Gazeteci yazar Abdurrahman Dilipak, Siyonist  İsrail'le normalleşme aşamasına geçen  Cumhurbaşkanı Erdoğan'a biçilen rolü açıkladı. BOP'ta 2.aşamaya geçildiğini belirten Dilipak, amacın,  Ukrayna'dan, Kafkaslara ve hatta Kıbrıs'a kadar Büyük İsrail'in kurulması olduğunu belirtti.

ERDOĞAN'A BİÇİLEN ROL!

Bugünkü köşe yazısında  Rusya tarafından işgal altındaki Ukrayna Cumhurbaşkanı Zelensky'nin "Büyük İsrail olmak istiyoruz" sözlerini hatırlatan Dilipak, uluslararası sistemde Türkiye'ye biçilen rolün Rusya'yı Ukrayna konusunda ikna etmek olduğunu söyledi.

UKRAYNA'YA BAKARKEN BOP'UN 2. OPERASYONU BAŞLADI

"Göreceksiniz yakında Türkiye  Suudi Arabistan’la da, Mısır’la da yakınlaşacak ve dışa karşı söylemini yumuşatacak. Öyle Çeçenistan, Doğu Türkistan, Balkanlar çok fazla gündemimizde olmayacak. Gündemde olacak olan çıkar ilişkilerimiz olacak. Batının diliyle konuşacağız onlarla." ifadeleriyle Cumhurbaşkanı Erdoğan'a eleştirilerde bulunan Dilipak, "Bize “Ukrayna’ya bak Ukrayna’ya”(!) derken, Adamlar BOP’un 2. genişleme operasyonunu başlattılar. Girit’ten Baltık’a, Adriyatik’le Ege arasını fiilen işgal ettiler. BOP 2. Etaptaki yeni hedefi, bu Balkan politikası" tespitinde bulundu.

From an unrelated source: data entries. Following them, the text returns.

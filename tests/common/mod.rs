// Shared helpers for integration tests.
//
// Provides a temporary-directory-backed project tree, a fluent builder for
// populating it, and an executor that records delegate commands instead of
// running them.
//
// Used by all integration test binaries that declare `mod common;`.
#![allow(dead_code)]

use std::path::{Path, PathBuf};
use std::sync::Mutex;

use dmake_cli::config::Settings;
use dmake_cli::descriptor::BuildDescriptor;
use dmake_cli::error::{DelegateError, Result};
use dmake_cli::exec::{DelegateCommand, Executor};
use dmake_cli::logging::Logger;
use dmake_cli::orchestrator::{Action, Orchestrator};
use dmake_cli::platform::{Os, Platform};
use dmake_cli::sources::RegexMainDetector;

/// An isolated project tree backed by a [`tempfile::TempDir`].
///
/// The directory is automatically deleted when dropped.
pub struct TestProject {
    pub root: tempfile::TempDir,
}

impl TestProject {
    /// Start building a project.
    pub fn builder() -> TestProjectBuilder {
        TestProjectBuilder::default()
    }

    /// Path to the project root.
    pub fn path(&self) -> &Path {
        self.root.path()
    }

    /// Path of `rel` inside the project.
    pub fn join(&self, rel: &str) -> PathBuf {
        self.root.path().join(rel)
    }

    /// Contents of `rel`, panicking if it cannot be read.
    pub fn read(&self, rel: &str) -> String {
        std::fs::read_to_string(self.join(rel)).expect("read project file")
    }
}

/// Fluent builder for [`TestProject`].
#[derive(Default)]
pub struct TestProjectBuilder {
    files: Vec<(String, String)>,
    dirs: Vec<String>,
}

impl TestProjectBuilder {
    /// Add a file, creating parent directories as needed.
    pub fn with_file(mut self, rel: &str, content: &str) -> Self {
        self.files.push((rel.to_string(), content.to_string()));
        self
    }

    /// Add a `.dmake` file in the directory `dir` (`""` for the root).
    pub fn with_dmake(self, dir: &str, content: &str) -> Self {
        let rel = if dir.is_empty() {
            ".dmake".to_string()
        } else {
            format!("{dir}/.dmake")
        };
        self.with_file(&rel, content)
    }

    /// Add an empty directory.
    pub fn with_dir(mut self, rel: &str) -> Self {
        self.dirs.push(rel.to_string());
        self
    }

    pub fn build(self) -> TestProject {
        let root = tempfile::tempdir().expect("create temp dir");
        for dir in &self.dirs {
            std::fs::create_dir_all(root.path().join(dir)).expect("create dir");
        }
        for (rel, content) in &self.files {
            let path = root.path().join(rel);
            if let Some(parent) = path.parent() {
                std::fs::create_dir_all(parent).expect("create parent dir");
            }
            std::fs::write(&path, content).expect("write file");
        }
        TestProject { root }
    }
}

/// Records every delegate command; fails those run in a directory whose
/// name is listed in `fail_in`.
#[derive(Default)]
pub struct RecordingExecutor {
    pub commands: Mutex<Vec<DelegateCommand>>,
    pub fail_in: Vec<String>,
}

impl RecordingExecutor {
    pub fn failing_in(dirs: &[&str]) -> Self {
        Self {
            commands: Mutex::new(Vec::new()),
            fail_in: dirs.iter().map(ToString::to_string).collect(),
        }
    }

    /// All recorded commands, in order.
    pub fn commands(&self) -> Vec<DelegateCommand> {
        self.commands.lock().unwrap().clone()
    }

    /// Recorded `dcc` commands only.
    pub fn driver_commands(&self) -> Vec<DelegateCommand> {
        self.commands()
            .into_iter()
            .filter(|c| c.program == "dcc")
            .collect()
    }
}

impl Executor for RecordingExecutor {
    fn run(&self, cmd: &DelegateCommand) -> std::result::Result<(), DelegateError> {
        self.commands.lock().unwrap().push(cmd.clone());
        let fails = cmd
            .current_dir
            .file_name()
            .is_some_and(|n| self.fail_in.iter().any(|f| n == f.as_str()));
        if fails {
            Err(DelegateError::Failed {
                program: cmd.program.clone(),
                code: Some(1),
            })
        } else {
            Ok(())
        }
    }
}

/// An ELF-style host, whatever the test machine is.
pub fn linux() -> Platform {
    Platform::new(Os::Linux, "x86_64")
}

/// Run `action` in `dir` the way the build command does, with the regex
/// main detector and the given executor.
pub fn run_in(
    dir: &Path,
    action: Action,
    settings: &Settings,
    executor: &RecordingExecutor,
    log: &Logger,
) -> Result<()> {
    let platform = linux();
    let detector = RegexMainDetector::default();
    let orch = Orchestrator::new(&platform, settings, executor, &detector, log);
    let desc = BuildDescriptor::new(dir, None, settings.install_prefix.clone());
    orch.run(dir, action, desc)
}

/// Arguments of a recorded command as string slices.
pub fn args(cmd: &DelegateCommand) -> Vec<&str> {
    cmd.args.iter().map(String::as_str).collect()
}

TÜRKİYE'NİN ÇEVRESİNDE 4 BÜYÜK PLAN!

Yahudilerin Türkiye'nin çevresinde 4 büyük planı olduğunu belirten Dilipak, "Ukrayna, bölgenin İsviçre’si olacak diyorlardı, Zelensky niyetlerini açıkladı: Büyük İsrail olmak istiyorlar. Yani Rus ve Balkan Yahudilerine yeni bir vatan armağan edecekler. Kafkaslara doğru bir Yahudi Hazara devleti hayalleri var. Yani Yahudilerin yanında Türk ve Ermeni Yahudilerinin katılacağı yeni bir Yehuda devleti. Onların gözünde Türkiye zaten bir Sabatay, Pakradun devleti olarak kuruldu!? Kürtlerle anlaştılar, Arap ve Fars Yahudilerini de yanlarına alıp, Kürt ve Fars Yahudilerini merkeze alan bölgede yeni bir Yahudi devleti daha kurma planları var. Mevcut İsrail  Filistin’i, çevresindeki Hristiyanları da yutarak orada büyük İsrail’i gerçekleştirecek ve sınırlarını Kıbrıs’a kadar uzatacak. Kıbrıs Akdeniz’in ortasında İsrail’in kontrolünde yeni Dubai olmasının ötesinde doğu Akdeniz’in hakimi olsun istiyorlar." ifadelerini kullandı.

AMAÇ BÜYÜK İSRAİL!

"Bu gidiş karşısında bize düşen rol belli. Rusya’yı Ukrayna konusunda ikna etmek" diyen Dilipak şu ifadeleri kullandı:

"Bahanemiz de hazır, Kırım, ama kimse Kırım’ı konuşmuyor aslında. Rus Oligark’ların çoğu Ukrayna’da zaten, Balkanlardaki ve Rusya’daki Yahudileri de toplayıp burada onlara bir vatan armağan ederlerse zaten büyük İsrail, doğuda, batıda, kuzeyde ve güneyde egemenliğini ilan etmiş olacak.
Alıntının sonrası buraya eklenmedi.